Humboldt-Universität zu Berlin - Kultur-, Sozial- und Bildungswissenschaftliche Fakultät - Institut für Asien- und Afrikawissenschaften

14. Juli: TALK by Peleggi: Prehistory and the Cold War: American Archaeology in Neocolonial Thailand

Talk by Maurizio Peleggi (Faculty of History, National University of Singapore)
  • Wann 14.07.2016 von 16:00 bis 18:00
  • Wo Room 117
  • iCal

Abstract



The discovery and excavation by American archaeological teams during the 1960s and early 1970s of several Neolithic and Bronze Age sites in north and northeastern Thailand, the best known of which is the World Heritage Site of Ban Chiang, represented a major breakthrough in Southeast Asian archaeology, for the finds contradicted colonial scholarship’s view of the region as a cultural backwater that owed its advancement to India and China. Subsequently, Ban Chiang was at the center of a major archaeological debate about the beginnings of world metallurgy.

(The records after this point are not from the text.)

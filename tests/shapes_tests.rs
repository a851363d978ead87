//! Shape tests - catalog patterns and the clockwise rotation transform

use gridblock::core::catalog::{find, template, weight_class, TEMPLATE_COUNT};
use gridblock::core::{templates, Pattern, Shape};
use gridblock::types::{ColorTag, Rotation, WeightClass};

fn cells(pattern: Pattern) -> Vec<(u8, u8)> {
    pattern.cells().collect()
}

// ============== Catalog Tests ==============

#[test]
fn test_long_l_orientations() {
    let long_l = find("long_l").unwrap().pattern();
    assert_eq!(cells(long_l), vec![(0, 0), (0, 1), (0, 2), (1, 2), (2, 2)]);

    // Clockwise: the foot becomes the top row, the stem the left column
    let east = long_l.rotated(Rotation::East);
    assert_eq!(cells(east), vec![(0, 0), (1, 0), (2, 0), (0, 1), (0, 2)]);

    let south = long_l.rotated(Rotation::South);
    assert_eq!(cells(south), vec![(0, 0), (1, 0), (2, 0), (2, 1), (2, 2)]);

    let west = long_l.rotated(Rotation::West);
    assert_eq!(cells(west), vec![(2, 0), (2, 1), (0, 2), (1, 2), (2, 2)]);
}

#[test]
fn test_skew_orientations() {
    let skew = find("skew").unwrap().pattern();
    assert_eq!(cells(skew), vec![(0, 0), (1, 0), (1, 1), (2, 1)]);

    let east = skew.rotated(Rotation::East);
    assert_eq!(cells(east), vec![(2, 0), (1, 1), (2, 1), (1, 2)]);
}

#[test]
fn test_domino_keeps_padding_when_rotated() {
    let domino = find("domino").unwrap().pattern();
    let east = domino.rotated(Rotation::East);
    assert_eq!(cells(east), vec![(1, 0), (1, 1)]);
    assert_eq!(east.min_occupied(), Some((1, 0)));
}

#[test]
fn test_rotate_four_times_round_trips() {
    for t in templates() {
        let p = t.pattern();
        let mut q = p;
        for _ in 0..4 {
            q = q.rotated_cw();
        }
        assert_eq!(q, p, "{}", t.name());
        assert_eq!(p.rotated(Rotation::South).rotated(Rotation::South), p, "{}", t.name());
    }
}

#[test]
fn test_rotation_preserves_cell_count() {
    for t in templates() {
        for rotation in Rotation::ALL {
            assert_eq!(t.pattern().rotated(rotation).cell_count(), t.pattern().cell_count());
        }
    }
}

#[test]
fn test_weight_lookup() {
    assert_eq!(TEMPLATE_COUNT, 9);
    assert_eq!(template(0).map(|t| t.name()), Some("dot"));
    assert_eq!(weight_class(1), Some(WeightClass::Rare));
    assert_eq!(weight_class(8), Some(WeightClass::Common));
    assert_eq!(template(9), None);
}

// ============== Shape Tests ==============

#[test]
fn test_shape_rotate_cw_tracks_rotation() {
    let mut s = Shape::new(find("tee").unwrap(), Rotation::North, ColorTag::Green);
    let north = s.pattern();

    s.rotate_cw();
    assert_eq!(s.rotation(), Rotation::East);
    assert_eq!(s.pattern(), north.rotated_cw());

    s.rotate_cw();
    s.rotate_cw();
    s.rotate_cw();
    assert_eq!(s.rotation(), Rotation::North);
    assert_eq!(s.pattern(), north);
}

#[test]
fn test_shape_instances_do_not_share_patterns() {
    let template = find("corner").unwrap();
    let mut a = Shape::new(template, Rotation::North, ColorTag::Red);
    let b = a;

    a.rotate_cw();
    assert_ne!(a.pattern(), b.pattern());
    assert_eq!(b.pattern(), template.pattern());
    assert_eq!(a.template(), b.template());
}

#[test]
fn test_shape_created_rotated() {
    let s = Shape::new(find("bar").unwrap(), Rotation::West, ColorTag::Blue);
    assert_eq!(s.cells().collect::<Vec<_>>(), vec![(1, 0), (1, 1), (1, 2)]);
    assert_eq!(s.color(), ColorTag::Blue);
}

Still ongoing, this debate has obscured the fact that these excavations occurred at the time when Thailand’s Northeast was thoroughly militarized to provide frontline facilities in the Vietnam War.
This talk shall discuss the production of knowledge on Thailand’s prehistory in relation to the Cold War politics, and specifically the neocolonial relation of dependence that bounded the Kingdom to the United States.


Biodata



Maurizio Peleggi (Dept of History, National University of Singapore) has published widely on the art and cultural history of modern Thailand, including the books Lords of Things (2002) and Thailand the Worldly Kingdom (2007), and as editor, A Sarong for Clio: Essays on the Intellectual and Cultural History of Thailand (2015). His new book, Monastery, Monument, Museum: Sites and Artifacts of Thai Cultural Memory, is forthcoming from the University of Hawaii Press.